■ PROBLEM TO SOLVE
In this exercise, every entry is to be transcribed exactly as written.

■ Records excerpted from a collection
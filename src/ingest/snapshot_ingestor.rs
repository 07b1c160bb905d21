use std::sync::Arc;

use chrono::{DateTime, Utc};
use serde_json::{Map, Value};
use tracing::{debug, info};

use crate::error::ParseError;
use crate::events::{EventSender, MonitorEvent};
use crate::ingest::payload::{Envelope, ItemRecord, parse_timestamp};
use crate::store::snapshot_store::SnapshotStore;
use crate::types::{
    inventory_item::InventoryItem, price::Price, quality::Quality, quality::QualityTable,
    snapshot::Snapshot,
};

#[derive(Debug, Clone, Copy, PartialEq, Eq)]
pub enum IngestOutcome {
    /// The message carried no inventory.
    Ignored,
    Replaced {
        items: usize,
        last_update_time: Option<DateTime<Utc>>,
    },
}

pub struct SnapshotIngestor {
    store: Arc<SnapshotStore>,
    qualities: Arc<QualityTable>,
    alert_quality: Quality,
    events: EventSender,
}

impl SnapshotIngestor {
    pub fn new(
        store: Arc<SnapshotStore>,
        qualities: Arc<QualityTable>,
        alert_quality: Quality,
        events: EventSender,
    ) -> Self {
        Self {
            store,
            qualities,
            alert_quality,
            events,
        }
    }

    pub fn ingest(&self, raw: &str) -> Result<IngestOutcome, ParseError> {
        let Some(data) = Envelope::parse(raw)?.data else {
            debug!("ignoring message without inventory data");
            return Ok(IngestOutcome::Ignored);
        };

        let (snapshot, last_update_time) = parse_snapshot(data)?;
        let items = snapshot.len();

        self.store.replace(snapshot.clone(), last_update_time);
        info!(items, ?last_update_time, "inventory snapshot replaced");

        let alert = self.find_alert(&snapshot);
        let _ = self.events.send(MonitorEvent::SnapshotChanged(snapshot));

        if let Some((item, quality)) = alert {
            info!(item = item.display_name(), %quality, "alert-worthy item in stock");
            let _ = self.events.send(MonitorEvent::Alert { item, quality });
        }

        Ok(IngestOutcome::Replaced {
            items,
            last_update_time,
        })
    }

    fn find_alert(&self, snapshot: &Snapshot) -> Option<(InventoryItem, Quality)> {
        snapshot.iter().find_map(|item| {
            let quality = self.qualities.quality_of(item.name()?)?;
            (quality == self.alert_quality).then(|| (item.clone(), quality))
        })
    }
}

/// Builds the snapshot and the latest item timestamp. Any bad record fails the whole payload.
fn parse_snapshot(
    data: Map<String, Value>,
) -> Result<(Snapshot, Option<DateTime<Utc>>), ParseError> {
    let mut items = Vec::new();
    let mut latest: Option<DateTime<Utc>> = None;

    for (category, records) in data {
        let Value::Array(records) = records else {
            debug!(%category, "skipping category that is not a list");
            continue;
        };

        let category_name = category.to_uppercase();

        for record in records {
            let record: ItemRecord =
                serde_json::from_value(record).map_err(|source| ParseError::Record {
                    category: category.clone(),
                    source,
                })?;

            let last_updated = record
                .last_updated
                .as_deref()
                .map(parse_timestamp)
                .transpose()?;

            if let Some(timestamp) = last_updated {
                latest = Some(latest.map_or(timestamp, |current| current.max(timestamp)));
            }

            items.push(InventoryItem::new(
                category_name.clone(),
                record.name,
                Price::from(record.price),
                record.quantity.unwrap_or(0),
                last_updated,
            ));
        }
    }

    Ok((Snapshot::new(items), latest))
}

■ TASK SOLUTION
filename src/ingest/snapshot_ingestor.rs
repository 07b1c160bb905d21
use std::sync::Arc;

use chrono::{DateTime, Utc};
use serde_json::{Map, Value};
use tracing::{debug, info};

use crate::error::ParseError;
use crate::events::{EventSender, MonitorEvent};
use crate::ingest::payload::{Envelope, ItemRecord, parse_timestamp};
use crate::store::snapshot_store::SnapshotStore;
use crate::types::{
    inventory_item::InventoryItem, price::Price, quality::Quality, quality::QualityTable,
    snapshot::Snapshot,
};

#[derive(Debug, Clone, Copy, PartialEq, Eq)]
pub enum IngestOutcome {
    /// The message carried no inventory.
    Ignored,
    Replaced {
        items: usize,
        last_update_time: Option<DateTime<Utc>>,
    },
}

pub struct SnapshotIngestor {
    store: Arc<SnapshotStore>,
    qualities: Arc<QualityTable>,
    alert_quality: Quality,
    events: EventSender,
}

impl SnapshotIngestor {
    pub fn new(
        store: Arc<SnapshotStore>,
        qualities: Arc<QualityTable>,
        alert_quality: Quality,
        events: EventSender,
    ) -> Self {
        Self {
            store,
            qualities,
            alert_quality,
            events,
        }
    }

    pub fn ingest(&self, raw: &str) -> Result<IngestOutcome, ParseError> {
        let Some(data) = Envelope::parse(raw)?.data else {
            debug!("ignoring message without inventory data");
            return Ok(IngestOutcome::Ignored);
        };

        let (snapshot, last_update_time) = parse_snapshot(data)?;
        let items = snapshot.len();

        self.store.replace(snapshot.clone(), last_update_time);
        info!(items, ?last_update_time, "inventory snapshot replaced");

        let alert = self.find_alert(&snapshot);
        let _ = self.events.send(MonitorEvent::SnapshotChanged(snapshot));

        if let Some((item, quality)) = alert {
            info!(item = item.display_name(), %quality, "alert-worthy item in stock");
            let _ = self.events.send(MonitorEvent::Alert { item, quality });
        }

        Ok(IngestOutcome::Replaced {
            items,
            last_update_time,
        })
    }

    fn find_alert(&self, snapshot: &Snapshot) -> Option<(InventoryItem, Quality)> {
        snapshot.iter().find_map(|item| {
            let quality = self.qualities.quality_of(item.name()?)?;
            (quality == self.alert_quality).then(|| (item.clone(), quality))
        })
    }
}

/// Builds the snapshot and the latest item timestamp. Any bad record fails the whole payload.
fn parse_snapshot(
    data: Map<String, Value>,
) -> Result<(Snapshot, Option<DateTime<Utc>>), ParseError> {
    let mut items = Vec::new();
    let mut latest: Option<DateTime<Utc>> = None;

    for (category, records) in data {
        let Value::Array(records) = records else {
            debug!(%category, "skipping category that is not a list");
            continue;
        };

        let category_name = category.to_uppercase();

        for record in records {
            let record: ItemRecord =
                serde_json::from_value(record).map_err(|source| ParseError::Record {
                    category: category.clone(),
                    source,
                })?;

            let last_updated = record
                .last_updated
                .as_deref()
                .map(parse_timestamp)
                .transpose()?;

            if let Some(timestamp) = last_updated {
                latest = Some(latest.map_or(timestamp, |current| current.max(timestamp)));
            }

            items.push(InventoryItem::new(
                category_name.clone(),
                record.name,
                Price::from(record.price),
                record.quantity.unwrap_or(0),
                last_updated,
            ));
        }
    }

    Ok((Snapshot::new(items), latest))
}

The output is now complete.